The administration has proposed easing some rules that adversely affect business. It has called for reform of a regulation governing pesticide uses on foods; the rule has kept newer, safer pesticides off the market. The administration has also eased some of the lending rules on banks to encourage more loans to small businesses and has relaxed controls on certain kinds of technology exported to specific countries.

Despite those relief efforts and the recent executive order, there are many who believe regulation under the Clinton administration will increase, not decrease.

"Will regulation four years from now be on balance more onerous, more cumbersome, more costly than it is today? Sure. That's the trend," says Murray Weidenbaum, director of the Center for the Study of American Business at Washington University, in St. Louis.

Weidenbaum, who was a member of the Reagan administration's task force on regulatory reform and chairman of the president's Council of Economic Advisers in the Nixon administration, rites the "very substantial expansion of regulation that's under way." He notes efforts to impose new requirements on business under the Occupational Safety and Health Act, to increase the minimum wage, and to make significant cuts in carbon dioxide emissions, which could require new clean-air regulations.

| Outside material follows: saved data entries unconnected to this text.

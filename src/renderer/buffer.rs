//! FrameBuffer - the grid of cells one frame paints into.
//!
//! Flat row-major storage: `index = y * width + x`. Every character takes
//! one column.

use crate::types::{Attr, Cell, Rgba};

/// A 2D buffer of terminal cells.
#[derive(Debug, Clone, PartialEq)]
pub struct FrameBuffer {
    width: u16,
    height: u16,
    cells: Vec<Cell>,
}

impl FrameBuffer {
    /// Create a buffer filled with default cells.
    pub fn new(width: u16, height: u16) -> Self {
        let size = width as usize * height as usize;
        Self {
            width,
            height,
            cells: vec![Cell::default(); size],
        }
    }

    #[inline]
    pub fn width(&self) -> u16 {
        self.width
    }

    #[inline]
    pub fn height(&self) -> u16 {
        self.height
    }

    #[inline]
    fn index(&self, x: u16, y: u16) -> usize {
        y as usize * self.width as usize + x as usize
    }

    #[inline]
    pub fn in_bounds(&self, x: u16, y: u16) -> bool {
        x < self.width && y < self.height
    }

    /// Cell at `(x, y)`, or `None` out of bounds.
    #[inline]
    pub fn get(&self, x: u16, y: u16) -> Option<&Cell> {
        if self.in_bounds(x, y) {
            Some(&self.cells[self.index(x, y)])
        } else {
            None
        }
    }

    #[inline]
    pub fn get_mut(&mut self, x: u16, y: u16) -> Option<&mut Cell> {
        if self.in_bounds(x, y) {
            let idx = self.index(x, y);
            Some(&mut self.cells[idx])
        } else {
            None
        }
    }

    pub fn clear(&mut self) {
        self.cells.fill(Cell::default());
    }

    /// Write `text` starting at `(x, y)`, clipped to the buffer width.
    ///
    /// Returns the number of columns written.
    pub fn draw_text(&mut self, x: u16, y: u16, text: &str, fg: Rgba, attrs: Attr) -> u16 {
        if y >= self.height {
            return 0;
        }
        let mut written = 0;
        for (col, ch) in (x..self.width).zip(text.chars()) {
            let idx = self.index(col, y);
            let cell = &mut self.cells[idx];
            cell.char = ch;
            cell.fg = fg;
            cell.attrs = attrs;
            written += 1;
        }
        written
    }

    /// Characters of row `y`, trailing blanks trimmed.
    pub fn line(&self, y: u16) -> String {
        if y >= self.height {
            return String::new();
        }
        let start = self.index(0, y);
        let row = &self.cells[start..start + self.width as usize];
        let text: String = row.iter().map(|c| c.char).collect();
        text.trim_end().to_string()
    }
}

#[cfg(test)]
mod tests {
    use super::*;

    #[test]
    fn test_new_buffer_is_blank() {
        let buffer = FrameBuffer::new(4, 2);
        assert_eq!(buffer.get(3, 1), Some(&Cell::default()));
        assert_eq!(buffer.get(4, 0), None);
        assert_eq!(buffer.line(0), "");
    }

    #[test]
    fn test_draw_text_clips() {
        let mut buffer = FrameBuffer::new(6, 1);
        let written = buffer.draw_text(2, 0, "hello", Rgba::WHITE, Attr::BOLD);

        assert_eq!(written, 4);
        assert_eq!(buffer.line(0), "  hell");
        assert_eq!(buffer.get(2, 0).unwrap().attrs, Attr::BOLD);
        assert_eq!(buffer.draw_text(0, 1, "x", Rgba::WHITE, Attr::NONE), 0);
    }

    #[test]
    fn test_clear() {
        let mut buffer = FrameBuffer::new(3, 1);
        buffer.draw_text(0, 0, "abc", Rgba::GRAY, Attr::DIM);
        buffer.clear();
        assert_eq!(buffer, FrameBuffer::new(3, 1));
    }
}
//! Core types for reveal sequencing and rendering.
//!
//! - `Threshold` - intersection ratio that counts as "entered"
//! - `RevealConfig` - per-section sequencer parameters
//! - `SequencePhase` - reveal state machine phases
//! - `Rgba`, `Attr`, `Cell` - what the renderer paints

use std::time::Duration;

// =============================================================================
// Threshold
// =============================================================================

/// Fraction of a region that must be on screen before it counts as entered.
///
/// Always in `(0, 1]`. Out-of-range input is clamped; non-finite or
/// non-positive input falls back to [`Threshold::MIN`].
#[derive(Debug, Clone, Copy, PartialEq, PartialOrd)]
pub struct Threshold(f32);

impl Threshold {
    /// Smallest accepted threshold.
    pub const MIN: Self = Self(0.01);

    /// Header and content sections (20% visible).
    pub const SECTION: Self = Self(0.2);

    /// Long list sections (10% visible).
    pub const LIST: Self = Self(0.1);

    /// Whole region must be visible.
    pub const FULL: Self = Self(1.0);

    /// Create a threshold, clamping into `(0, 1]`.
    pub fn new(value: f32) -> Self {
        if !value.is_finite() || value <= 0.0 {
            return Self::MIN;
        }
        Self(value.clamp(Self::MIN.0, 1.0))
    }

    /// Raw ratio.
    #[inline]
    pub fn value(self) -> f32 {
        self.0
    }

    /// Does `ratio` meet this threshold?
    #[inline]
    pub fn is_met(self, ratio: f32) -> bool {
        ratio > 0.0 && ratio >= self.0
    }
}

impl Default for Threshold {
    fn default() -> Self {
        Self::SECTION
    }
}

impl From<f32> for Threshold {
    fn from(value: f32) -> Self {
        Self::new(value)
    }
}

// =============================================================================
// RevealConfig
// =============================================================================

/// Parameters for one reveal sequencer.
///
/// Item `i` reveals at `base_delay + i * stagger_interval` after the section
/// first enters the viewport. A zero interval reveals every item at
/// `base_delay`.
#[derive(Debug, Clone, Copy, PartialEq)]
pub struct RevealConfig {
    pub threshold: Threshold,
    pub stagger_interval: Duration,
    pub base_delay: Duration,
}

impl RevealConfig {
    /// Plain section: 20% threshold, no stagger.
    pub const fn section() -> Self {
        Self {
            threshold: Threshold::SECTION,
            stagger_interval: Duration::ZERO,
            base_delay: Duration::ZERO,
        }
    }

    /// Timeline entries: 10% threshold, 300ms apart.
    pub const fn timeline() -> Self {
        Self {
            threshold: Threshold::LIST,
            stagger_interval: Duration::from_millis(300),
            base_delay: Duration::ZERO,
        }
    }

    /// Skill bars: 20% threshold, 150ms apart.
    pub const fn skills() -> Self {
        Self {
            threshold: Threshold::SECTION,
            stagger_interval: Duration::from_millis(150),
            base_delay: Duration::ZERO,
        }
    }

    pub fn with_threshold(mut self, threshold: impl Into<Threshold>) -> Self {
        self.threshold = threshold.into();
        self
    }

    pub fn with_stagger(mut self, interval: Duration) -> Self {
        self.stagger_interval = interval;
        self
    }

    pub fn with_base_delay(mut self, delay: Duration) -> Self {
        self.base_delay = delay;
        self
    }

    /// Offset of item `index` from the moment the section entered.
    pub fn offset_of(&self, index: usize) -> Duration {
        let steps = u32::try_from(index).unwrap_or(u32::MAX);
        self.base_delay
            .saturating_add(self.stagger_interval.saturating_mul(steps))
    }
}

impl Default for RevealConfig {
    fn default() -> Self {
        Self::section()
    }
}

// =============================================================================
// SequencePhase
// =============================================================================

/// Phase of a reveal sequencer.
///
/// ```text
/// Idle → Armed → Revealing → Settled
///   \______\________\__________\____→ Detached
/// ```
#[derive(Debug, Clone, Copy, PartialEq, Eq, Hash, Default)]
pub enum SequencePhase {
    /// Created, observer not subscribed yet.
    #[default]
    Idle,
    /// Waiting for the first viewport entry.
    Armed,
    /// Section visible, items revealing on the stagger.
    Revealing,
    /// Every item revealed. Terminal for this mount.
    Settled,
    /// Torn down; state frozen.
    Detached,
}

impl SequencePhase {
    /// No further transitions will happen.
    pub const fn is_final(self) -> bool {
        matches!(self, Self::Settled | Self::Detached)
    }
}

// =============================================================================
// Rgba
// =============================================================================

/// Terminal color. Negative channels mean "terminal default".
#[derive(Debug, Clone, Copy, PartialEq, Eq, Hash)]
pub struct Rgba {
    pub r: i16,
    pub g: i16,
    pub b: i16,
    pub a: i16,
}

impl Rgba {
    /// Create a new RGBA color.
    pub const fn new(r: u8, g: u8, b: u8, a: u8) -> Self {
        Self {
            r: r as i16,
            g: g as i16,
            b: b as i16,
            a: a as i16,
        }
    }

    /// Create an opaque RGB color.
    pub const fn rgb(r: u8, g: u8, b: u8) -> Self {
        Self::new(r, g, b, 255)
    }

    /// Terminal default color (let terminal decide).
    pub const TERMINAL_DEFAULT: Self = Self {
        r: -1,
        g: -1,
        b: -1,
        a: -1,
    };

    pub const WHITE: Self = Self::rgb(255, 255, 255);
    pub const GRAY: Self = Self::rgb(128, 128, 128);

    /// Portfolio accent blue.
    pub const ACCENT: Self = Self::rgb(0x36, 0x64, 0xF4);

    pub const fn is_terminal_default(&self) -> bool {
        self.r < 0
    }
}

impl Default for Rgba {
    fn default() -> Self {
        Self::TERMINAL_DEFAULT
    }
}

// =============================================================================
// Cell Attributes (bitflags)
// =============================================================================

bitflags::bitflags! {
    /// Text attributes as a bitfield for efficient storage and comparison.
    ///
    /// Combine with bitwise OR: `Attr::BOLD | Attr::ITALIC`
    #[derive(Debug, Clone, Copy, PartialEq, Eq, Hash, Default)]
    pub struct Attr: u8 {
        const NONE = 0;
        const BOLD = 1 << 0;
        const DIM = 1 << 1;
        const ITALIC = 1 << 2;
        const UNDERLINE = 1 << 3;
    }
}

// =============================================================================
// Cell
// =============================================================================

/// A single terminal cell.
#[derive(Debug, Clone, Copy, PartialEq, Eq)]
pub struct Cell {
    pub char: char,
    pub fg: Rgba,
    pub bg: Rgba,
    pub attrs: Attr,
}

impl Default for Cell {
    fn default() -> Self {
        Self {
            char: ' ',
            fg: Rgba::TERMINAL_DEFAULT,
            bg: Rgba::TERMINAL_DEFAULT,
            attrs: Attr::NONE,
        }
    }
}

#[cfg(test)]
mod tests {
    use super::*;

    #[test]
    fn test_threshold_clamps() {
        assert_eq!(Threshold::new(0.5).value(), 0.5);
        assert_eq!(Threshold::new(3.0).value(), 1.0);
        assert_eq!(Threshold::new(0.0), Threshold::MIN);
        assert_eq!(Threshold::new(-1.0), Threshold::MIN);
        assert_eq!(Threshold::new(f32::NAN), Threshold::MIN);
    }

    #[test]
    fn test_threshold_is_met() {
        let t = Threshold::SECTION;
        assert!(!t.is_met(0.0));
        assert!(!t.is_met(0.19));
        assert!(t.is_met(0.2));
        assert!(t.is_met(1.0));
    }

    #[test]
    fn test_offset_of() {
        let config = RevealConfig::timeline().with_base_delay(Duration::from_millis(100));
        assert_eq!(config.offset_of(0), Duration::from_millis(100));
        assert_eq!(config.offset_of(3), Duration::from_millis(1000));

        let flat = RevealConfig::section().with_base_delay(Duration::from_millis(50));
        assert_eq!(flat.offset_of(7), Duration::from_millis(50));
    }

    #[test]
    fn test_phase_is_final() {
        assert!(!SequencePhase::Idle.is_final());
        assert!(!SequencePhase::Armed.is_final());
        assert!(!SequencePhase::Revealing.is_final());
        assert!(SequencePhase::Settled.is_final());
        assert!(SequencePhase::Detached.is_final());
    }

    #[test]
    fn test_attr_flags() {
        let attrs = Attr::BOLD | Attr::DIM;
        assert!(attrs.contains(Attr::BOLD));
        assert!(!attrs.contains(Attr::UNDERLINE));
    }
}
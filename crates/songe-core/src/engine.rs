//! Signing and verification of files.

use std::fs;
use std::fs::File;
use std::io;
use std::io::Read;
use std::path::Path;
use std::path::PathBuf;

use ed25519_dalek::Signature;
use ed25519_dalek::Signer as _;
use ed25519_dalek::SigningKey;
use ed25519_dalek::Verifier as _;
use ed25519_dalek::VerifyingKey;

use crate::codec;
use crate::config::Config;
use crate::error::Result;
use crate::error::SongeError;
use crate::fsutil;
use crate::keystore::KeyStore;
use crate::keywrap;
use crate::record::CanonicalInput;
use crate::record::SignatureRecord;
use crate::truststore::TrustStore;

/// Outcome of a successful verification. A bad signature never gets here;
/// it is [`SongeError::BadSignature`].
#[derive(Debug, Clone, Copy, PartialEq, Eq)]
pub enum Verdict {
    /// The signature is valid and the signer's key is in the trust list.
    GoodTrusted,
    /// The signature is valid but the signer's key is not trusted here.
    GoodUntrusted,
}

/// Everything a caller needs to report a verification.
#[derive(Debug)]
pub struct Verification {
    pub verdict: Verdict,
    /// The parsed record (signer key, comment, datetime).
    pub record: SignatureRecord,
    /// The embedded bytes, recovered because the file itself was absent.
    /// Callers stream these to standard output.
    pub recovered: Option<Vec<u8>>,
    /// The file exists on disk, so embedded data in the record was ignored.
    pub ignored_embedded_data: bool,
    /// The trust list was consulted without signature verification.
    pub trust_unsigned: bool,
}

/// Signing options.
#[derive(Debug, Clone, Default)]
pub struct SignOptions {
    /// Comment bound into the signature. Empty is treated as absent.
    pub comment: Option<String>,
    /// Embed the file bytes into the record so verification can run
    /// without the original file.
    pub embedded: bool,
}

/// Sign `file` and write `<file>.sgsig`. Returns the record path.
pub fn sign_file(
    dir: &Path,
    config: &Config,
    file: &Path,
    opts: &SignOptions,
    passphrase: &str,
) -> Result<PathBuf> {
    let (signing, verify) = unlock(dir, config, passphrase)?;

    let datetime = unix_now();
    let comment = opts.comment.as_deref().filter(|c| !c.is_empty());

    let (digest, data) = if opts.embedded {
        let bytes = fs::read(file)?;
        let mut input = CanonicalInput::new();
        if let Some(c) = comment {
            input.comment(c);
        }
        input.datetime(datetime);
        input.embedded(&bytes);
        (input.finalize(), Some(bytes))
    } else {
        let mut input = CanonicalInput::new();
        stream_file(file, &mut input)?;
        if let Some(c) = comment {
            input.comment(c);
        }
        input.datetime(datetime);
        (input.finalize(), None)
    };

    let signature = signing.sign(&digest);
    let record = SignatureRecord {
        comment: comment.map(str::to_owned),
        datetime,
        verifykey: codec::encode_verify_key(verify.as_bytes()),
        data: data.map(|b| codec::encode_bytes(&b)),
        signature: codec::encode_bytes(&signature.to_bytes()),
    };

    let sig_path = config.sig_path(file);
    let name = file.file_name().map(|n| n.to_string_lossy().into_owned()).unwrap_or_else(|| file.display().to_string());
    fsutil::write_atomic(&sig_path, record.to_sgsig(&name)?.as_bytes(), false)?;
    Ok(sig_path)
}

/// Verify `<file>.sgsig`.
///
/// When `trust_anchor` is given (strict mode), the trust list is checked
/// against it instead of the declared local verify key.
///
/// The flow: parse the record; hash the file from disk when it exists
/// (warning when the record also embeds data), or the embedded bytes when it
/// does not; fail [`SongeError::NoData`] when neither is available; check
/// the Ed25519 signature over the digest; then look the signer up in the
/// trust list.
pub fn verify_file(
    dir: &Path,
    config: &Config,
    file: &Path,
    trust_anchor: Option<&VerifyingKey>,
) -> Result<Verification> {
    let sig_path = config.sig_path(file);
    let text = fs::read_to_string(&sig_path)?;
    let record = SignatureRecord::from_sgsig(&text)?;

    let signer_raw = codec::decode_verify_key(&record.verifykey)?;
    let signer = VerifyingKey::from_bytes(&signer_raw)
        .map_err(|_| SongeError::BadEncoding("signer key is not a valid Ed25519 point".into()))?;
    let sig_bytes = codec::decode_bytes(&record.signature)?;
    let sig: [u8; 64] = sig_bytes
        .as_slice()
        .try_into()
        .map_err(|_| SongeError::BadEncoding("signature must be 64 bytes".into()))?;
    let signature = Signature::from_bytes(&sig);

    let comment = record.comment.as_deref().filter(|c| !c.is_empty());
    let mut recovered = None;
    let mut ignored_embedded_data = false;

    let digest = if file.exists() {
        ignored_embedded_data = record.data.is_some();
        let mut input = CanonicalInput::new();
        stream_file(file, &mut input)?;
        if let Some(c) = comment {
            input.comment(c);
        }
        input.datetime(record.datetime);
        input.finalize()
    } else if let Some(data_b64) = &record.data {
        let data = codec::decode_bytes(data_b64)?;
        let mut input = CanonicalInput::new();
        if let Some(c) = comment {
            input.comment(c);
        }
        input.datetime(record.datetime);
        input.embedded(&data);
        recovered = Some(data);
        input.finalize()
    } else {
        return Err(SongeError::NoData);
    };

    signer.verify(&digest, &signature).map_err(|_| SongeError::BadSignature)?;

    let (list, trust_unsigned) = lookup_trust(dir, config, trust_anchor)?;
    let verdict = if list.contains(&record.verifykey) {
        Verdict::GoodTrusted
    } else {
        Verdict::GoodUntrusted
    };

    Ok(Verification {
        verdict,
        record,
        recovered,
        ignored_embedded_data,
        trust_unsigned,
    })
}

/// Load the key file, unwrap the seed, and cross-check the declared verify
/// key against the one the seed derives to.
pub(crate) fn unlock(dir: &Path, config: &Config, passphrase: &str) -> Result<(SigningKey, VerifyingKey)> {
    let store = KeyStore::new(dir, config);
    let (wrapped, declared) = store.load()?;
    let seed = keywrap::unwrap(&wrapped, passphrase)?;
    let signing = SigningKey::from_bytes(&seed);
    if signing.verifying_key() != declared {
        return Err(SongeError::BadKeyfile(
            "declared verify key does not match the unwrapped signing key".into(),
        ));
    }
    Ok((signing, declared))
}

/// Trust lookup for verification. Never forces a passphrase: without an
/// explicit anchor it uses the declared local verify key, and in a
/// verify-only environment with no key file at all, the list is consulted
/// unverified.
fn lookup_trust(
    dir: &Path,
    config: &Config,
    trust_anchor: Option<&VerifyingKey>,
) -> Result<(crate::truststore::TrustList, bool)> {
    let trust = TrustStore::new(dir, config);
    let anchor = match trust_anchor {
        Some(v) => Some(*v),
        None => KeyStore::new(dir, config).load().ok().map(|(_, declared)| declared),
    };
    let list = trust.load(anchor.as_ref())?;
    let unsigned = list.unsigned;
    Ok((list, unsigned))
}

fn stream_file(path: &Path, input: &mut CanonicalInput) -> Result<()> {
    let mut file = io::BufReader::new(File::open(path)?);
    let mut buf = [0u8; 64 * 1024];
    loop {
        let n = file.read(&mut buf)?;
        if n == 0 {
            return Ok(());
        }
        input.file_chunk(&buf[..n]);
    }
}

fn unix_now() -> u64 {
    std::time::SystemTime::now()
        .duration_since(std::time::UNIX_EPOCH)
        .unwrap_or_default()
        .as_secs()
}
//! `songe show` — print the project keys.

use songe_core::Project;

use crate::prompt;

pub fn run(signing: bool) -> anyhow::Result<()> {
    let project = Project::open(".");
    if signing {
        let passphrase = prompt::passphrase("Key passphrase")?;
        println!("{}", project.show_signing_key(&passphrase)?);
    } else {
        println!("{}", project.show_verify_key()?);
    }
    Ok(())
}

One of Clinton's first acts following his inauguration was to sign the Family and Medical Leave Act, a measure requiring businesses to grant their workers up to 12 weeks a year of unpaid leave for the birth or adoption of a child, or for the serious illness of the individual or a close relative. The administration is also supporting legislation pending in Congress to prohibit employers from permanently replacing striking workers.

Meanwhile, some policy analysts believe a presidential commission set up to improve labor-management relations is considering reform of federal labor laws to make it easier for unions to organize.